| TO DO |
Give the entries again, exactly as they stand.

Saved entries
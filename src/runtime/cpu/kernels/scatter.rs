//! Host execution of the atomic scatter-accumulate kernel
//!
//! Mirrors the device kernel: block `b` handles index entries
//! `b, b + gridDim, ...` and thread `t` handles columns `t, t + blockDim, ...`.
//! Blocks run concurrently with the `rayon` feature, so duplicate indices
//! really race and rely on the atomic adds.

use super::atomic::AtomicAddElement;
use crate::dtype::{DType, Element};
use crate::error::{Error, Result};
use crate::kernel::{AtomicScatterPlan, VECTOR_ADD_FAST, VectorAddFastArgs};
use half::f16;
#[cfg(feature = "rayon")]
use rayon::prelude::*;

/// Run `k_vector_add_fast` for a validated plan
///
/// # Safety
/// The buffers named by `plan.args` must be live host allocations covering
/// every position the plan addresses, and all indices must already be
/// known to lie in `[-rows, rows)`.
pub unsafe fn launch_vector_add_fast(plan: &AtomicScatterPlan) -> Result<()> {
    if plan.is_empty() {
        return Ok(());
    }

    let emitter = &plan.emitter;
    match emitter.dtype_x {
        DType::F32 => launch_typed::<f32>(plan, emitter.dtype_ind),
        DType::F64 => launch_typed::<f64>(plan, emitter.dtype_ind),
        DType::F16 => launch_typed::<f16>(plan, emitter.dtype_ind),
        other => Err(Error::unsupported_dtype(other, VECTOR_ADD_FAST)),
    }
}

unsafe fn launch_typed<T: AtomicAddElement>(plan: &AtomicScatterPlan, dtype_ind: DType) -> Result<()> {
    crate::dispatch_int_dtype!(dtype_ind, I => {
        run_grid::<T, I>(plan);
        Ok(())
    }, VECTOR_ADD_FAST)
}

unsafe fn run_grid<T: AtomicAddElement, I: Element>(plan: &AtomicScatterPlan) {
    let args = plan.args;
    let blocks = plan.grid.x as u64;
    let threads = plan.block.x as u64;

    #[cfg(feature = "rayon")]
    {
        (0..blocks).into_par_iter().for_each(|block| unsafe {
            run_block::<T, I>(&args, block, blocks, threads);
        });
    }

    #[cfg(not(feature = "rayon"))]
    for block in 0..blocks {
        run_block::<T, I>(&args, block, blocks, threads);
    }
}

/// One block of the grid, with its threads run in turn
unsafe fn run_block<T: AtomicAddElement, I: Element>(
    args: &VectorAddFastArgs,
    block: u64,
    grid_dim: u64,
    block_dim: u64,
) {
    let x = (args.x + args.offset_x) as *mut T;
    let y = (args.y + args.offset_y) as *const T;
    let indices = (args.indices + args.offset_indices) as *const I;
    let [sx0, sx1] = args.strides_x;
    let [sy0, sy1] = args.strides_y;

    let mut i = block;
    while i < args.num_indices {
        let raw = *indices.offset((i as i64 * args.stride_indices) as isize);
        // Indices were bounds-checked by the caller; one that does not fit
        // an i64 cannot name a row
        let Some(mut x_row) = raw.to_i64() else {
            i += grid_dim;
            continue;
        };
        if x_row < 0 {
            x_row += args.num_rows_x as i64;
        }
        let y_row = i as i64;

        for thread in 0..block_dim {
            let mut j = thread;
            while j < args.num_cols_x {
                let dst = x.offset((x_row * sx0 + j as i64 * sx1) as isize);
                let val = *y.offset((y_row * sy0 + j as i64 * sy1) as isize);
                T::atomic_add(dst, val);
                j += block_dim;
            }
        }

        i += grid_dim;
    }
}

#[cfg(test)]
mod tests {
    use super::*;
    use crate::runtime::cpu::{CpuDevice, CpuRuntime};
    use crate::tensor::Tensor;

    #[test]
    fn test_duplicate_rows_accumulate() {
        let device = CpuDevice::new();
        let x = Tensor::<CpuRuntime>::zeros(&[3, 2], DType::F32, &device);
        let y = Tensor::<CpuRuntime>::from_slice(&[1.0f32, 1.0, 1.0, 1.0], &[2, 2], &device);
        let ind = Tensor::<CpuRuntime>::from_slice(&[0i64, 0], &[2], &device);

        let plan = AtomicScatterPlan::new(&x, &y, &ind).unwrap();
        unsafe { launch_vector_add_fast(&plan).unwrap() };
        assert_eq!(x.to_vec::<f32>(), vec![2.0, 2.0, 0.0, 0.0, 0.0, 0.0]);
    }

    #[test]
    fn test_negative_indices_and_broadcast_source() {
        let device = CpuDevice::new();
        let x = Tensor::<CpuRuntime>::zeros(&[4, 3], DType::F64, &device);
        let y = Tensor::<CpuRuntime>::from_slice(&[1.0f64, 2.0, 3.0], &[1, 3], &device);
        let ind = Tensor::<CpuRuntime>::from_slice(&[-1i32, 1, -1], &[3], &device);

        let plan = AtomicScatterPlan::new(&x, &y, &ind).unwrap();
        unsafe { launch_vector_add_fast(&plan).unwrap() };
        assert_eq!(
            x.to_vec::<f64>(),
            vec![0.0, 0.0, 0.0, 1.0, 2.0, 3.0, 0.0, 0.0, 0.0, 2.0, 4.0, 6.0]
        );
    }

    #[test]
    fn test_grid_stride_beyond_limits() {
        // More indices than blocks and more columns than threads
        let device = CpuDevice::new();
        let rows = 3;
        let cols = 300;
        let n = 5000;
        let x = Tensor::<CpuRuntime>::zeros(&[rows, cols], DType::F32, &device);
        let y = Tensor::<CpuRuntime>::from_slice(&[1.0f32], &[1, 1], &device);
        let idx: Vec<u16> = (0..n).map(|i| (i % rows) as u16).collect();
        let ind = Tensor::<CpuRuntime>::from_slice(&idx, &[n], &device);

        let plan = AtomicScatterPlan::new(&x, &y, &ind).unwrap();
        assert_eq!(plan.grid.x, 4096);
        assert_eq!(plan.block.x, 256);
        unsafe { launch_vector_add_fast(&plan).unwrap() };

        let out = x.to_vec::<f32>();
        for r in 0..rows {
            let expected = ((n - r + rows - 1) / rows) as f32;
            assert!(out[r * cols..(r + 1) * cols].iter().all(|&v| v == expected));
        }
    }

    #[test]
    fn test_half_odd_length_row() {
        let device = CpuDevice::new();
        let x = Tensor::<CpuRuntime>::zeros(&[3, 1], DType::F16, &device);
        let y = Tensor::<CpuRuntime>::from_slice(&[f16::from_f32(0.5)], &[1, 1], &device);
        let ind = Tensor::<CpuRuntime>::from_slice(&[2i64, 2, 2, 0], &[4], &device);

        let plan = AtomicScatterPlan::new(&x, &y, &ind).unwrap();
        unsafe { launch_vector_add_fast(&plan).unwrap() };
        let out: Vec<f32> = x.to_vec::<f16>().iter().map(|v| v.to_f32()).collect();
        assert_eq!(out, vec![0.5, 0.0, 1.5]);
    }
}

| RESPONSE AREA |
filename src/runtime/cpu/kernels/scatter.rs
//! Host execution of the atomic scatter-accumulate kernel
//!
//! Mirrors the device kernel: block `b` handles index entries
//! `b, b + gridDim, ...` and thread `t` handles columns `t, t + blockDim, ...`.
//! Blocks run concurrently with the `rayon` feature, so duplicate indices
//! really race and rely on the atomic adds.

use super::atomic::AtomicAddElement;
use crate::dtype::{DType, Element};
use crate::error::{Error, Result};
use crate::kernel::{AtomicScatterPlan, VECTOR_ADD_FAST, VectorAddFastArgs};
use half::f16;
#[cfg(feature = "rayon")]
use rayon::prelude::*;

/// Run `k_vector_add_fast` for a validated plan
///
/// # Safety
/// The buffers named by `plan.args` must be live host allocations covering
/// every position the plan addresses, and all indices must already be
/// known to lie in `[-rows, rows)`.
pub unsafe fn launch_vector_add_fast(plan: &AtomicScatterPlan) -> Result<()> {
    if plan.is_empty() {
        return Ok(());
    }

    let emitter = &plan.emitter;
    match emitter.dtype_x {
        DType::F32 => launch_typed::<f32>(plan, emitter.dtype_ind),
        DType::F64 => launch_typed::<f64>(plan, emitter.dtype_ind),
        DType::F16 => launch_typed::<f16>(plan, emitter.dtype_ind),
        other => Err(Error::unsupported_dtype(other, VECTOR_ADD_FAST)),
    }
}

unsafe fn launch_typed<T: AtomicAddElement>(plan: &AtomicScatterPlan, dtype_ind: DType) -> Result<()> {
    crate::dispatch_int_dtype!(dtype_ind, I => {
        run_grid::<T, I>(plan);
        Ok(())
    }, VECTOR_ADD_FAST)
}

unsafe fn run_grid<T: AtomicAddElement, I: Element>(plan: &AtomicScatterPlan) {
    let args = plan.args;
    let blocks = plan.grid.x as u64;
    let threads = plan.block.x as u64;

    #[cfg(feature = "rayon")]
    {
        (0..blocks).into_par_iter().for_each(|block| unsafe {
            run_block::<T, I>(&args, block, blocks, threads);
        });
    }

    #[cfg(not(feature = "rayon"))]
    for block in 0..blocks {
        run_block::<T, I>(&args, block, blocks, threads);
    }
}

/// One block of the grid, with its threads run in turn
unsafe fn run_block<T: AtomicAddElement, I: Element>(
    args: &VectorAddFastArgs,
    block: u64,
    grid_dim: u64,
    block_dim: u64,
) {
    let x = (args.x + args.offset_x) as *mut T;
    let y = (args.y + args.offset_y) as *const T;
    let indices = (args.indices + args.offset_indices) as *const I;
    let [sx0, sx1] = args.strides_x;
    let [sy0, sy1] = args.strides_y;

    let mut i = block;
    while i < args.num_indices {
        let raw = *indices.offset((i as i64 * args.stride_indices) as isize);
        // Indices were bounds-checked by the caller; one that does not fit
        // an i64 cannot name a row
        let Some(mut x_row) = raw.to_i64() else {
            i += grid_dim;
            continue;
        };
        if x_row < 0 {
            x_row += args.num_rows_x as i64;
        }
        let y_row = i as i64;

        for thread in 0..block_dim {
            let mut j = thread;
            while j < args.num_cols_x {
                let dst = x.offset((x_row * sx0 + j as i64 * sx1) as isize);
                let val = *y.offset((y_row * sy0 + j as i64 * sy1) as isize);
                T::atomic_add(dst, val);
                j += block_dim;
            }
        }

        i += grid_dim;
    }
}

#[cfg(test)]
mod tests {
    use super::*;
    use crate::runtime::cpu::{CpuDevice, CpuRuntime};
    use crate::tensor::Tensor;

    #[test]
    fn test_duplicate_rows_accumulate() {
        let device = CpuDevice::new();
        let x = Tensor::<CpuRuntime>::zeros(&[3, 2], DType::F32, &device);
        let y = Tensor::<CpuRuntime>::from_slice(&[1.0f32, 1.0, 1.0, 1.0], &[2, 2], &device);
        let ind = Tensor::<CpuRuntime>::from_slice(&[0i64, 0], &[2], &device);

        let plan = AtomicScatterPlan::new(&x, &y, &ind).unwrap();
        unsafe { launch_vector_add_fast(&plan).unwrap() };
        assert_eq!(x.to_vec::<f32>(), vec![2.0, 2.0, 0.0, 0.0, 0.0, 0.0]);
    }

    #[test]
    fn test_negative_indices_and_broadcast_source() {
        let device = CpuDevice::new();
        let x = Tensor::<CpuRuntime>::zeros(&[4, 3], DType::F64, &device);
        let y = Tensor::<CpuRuntime>::from_slice(&[1.0f64, 2.0, 3.0], &[1, 3], &device);
        let ind = Tensor::<CpuRuntime>::from_slice(&[-1i32, 1, -1], &[3], &device);

        let plan = AtomicScatterPlan::new(&x, &y, &ind).unwrap();
        unsafe { launch_vector_add_fast(&plan).unwrap() };
        assert_eq!(
            x.to_vec::<f64>(),
            vec![0.0, 0.0, 0.0, 1.0, 2.0, 3.0, 0.0, 0.0, 0.0, 2.0, 4.0, 6.0]
        );
    }

    #[test]
    fn test_grid_stride_beyond_limits() {
        // More indices than blocks and more columns than threads
        let device = CpuDevice::new();
        let rows = 3;
        let cols = 300;
        let n = 5000;
        let x = Tensor::<CpuRuntime>::zeros(&[rows, cols], DType::F32, &device);
        let y = Tensor::<CpuRuntime>::from_slice(&[1.0f32], &[1, 1], &device);
        let idx: Vec<u16> = (0..n).map(|i| (i % rows) as u16).collect();
        let ind = Tensor::<CpuRuntime>::from_slice(&idx, &[n], &device);

        let plan = AtomicScatterPlan::new(&x, &y, &ind).unwrap();
        assert_eq!(plan.grid.x, 4096);
        assert_eq!(plan.block.x, 256);
        unsafe { launch_vector_add_fast(&plan).unwrap() };

        let out = x.to_vec::<f32>();
        for r in 0..rows {
            let expected = ((n - r + rows - 1) / rows) as f32;
            assert!(out[r * cols..(r + 1) * cols].iter().all(|&v| v == expected));
        }
    }

    #[test]
    fn test_half_odd_length_row() {
        let device = CpuDevice::new();
        let x = Tensor::<CpuRuntime>::zeros(&[3, 1], DType::F16, &device);
        let y = Tensor::<CpuRuntime>::from_slice(&[f16::from_f32(0.5)], &[1, 1], &device);
        let ind = Tensor::<CpuRuntime>::from_slice(&[2i64, 2, 2, 0], &[4], &device);

        let plan = AtomicScatterPlan::new(&x, &y, &ind).unwrap();
        unsafe { launch_vector_add_fast(&plan).unwrap() };
        let out: Vec<f32> = x.to_vec::<f16>().iter().map(|v| v.to_f32()).collect();
        assert_eq!(out, vec![0.5, 0.0, 1.5]);
    }
}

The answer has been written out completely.